[UPHPU] autocommit() locking tables
Ben Reece
breece at doba.com
Fri Oct 10 09:39:17 MDT 2008
Rusty Keele wrote:
> Hi,
>
> I am trying to find out if using mysqli::autocommit() automatically locks the DB tables that are being used by a query.
>
> Here's my problem: I am looking over some PHP code that is causing intermittent dead lock conditions in a MySQL DB (using InnoDB engine.) Basically the code creates an array of SQL queries (inserts and updates), turns autocommit off, runs all the queries, then commits them:
>
> $conn->autocommit(false);
> $this->PersistCache();
> $conn->commit();
>
> The PersistCache() method just loops through the array and executes each query. I have looked through the code and don't see an explicit LOCK statement anywhere, so I'm thinking that maybe autocommit() is somehow locking the tables that are being updated. I have checked out the PHP documentation and it says nothing about locking. Any ideas?
>
> Thanks,
> -Rusty
Rusty,
A deadlock is usually caused by 2 queries in conflict, not table
locks. If you did explicitly lock the tables, you'd probably eliminate
the deadlocks. See
http://www.xaprb.com/blog/2006/08/08/how-to-deliberately-cause-a-deadlock-in-mysql/
for a simple example on how a deadlock can happen through normal use.

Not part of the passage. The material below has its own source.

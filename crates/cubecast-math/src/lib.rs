//! f32 vector type and the small set of vector operations the voxel raycaster needs.

mod vector;

pub use vector::{NORMALIZE_EPSILON, Vec3f};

See http://dev.mysql.com/doc/refman/5.0/en/innodb-deadlocks.html for
how to cope with deadlocks, or
http://dev.mysql.com/doc/refman/5.0/en/innodb-transaction-model.html for
more on InnoDB in general.
We had the same issue a month or so ago, and I took this advice from
the mySQL page: "Always be prepared to re-issue a transaction if it
fails due to deadlock. Deadlocks are not dangerous. Just try again."
Basically, whenever we get a deadlock, we just re-issue the query up to
10 times before throwing a failure notice.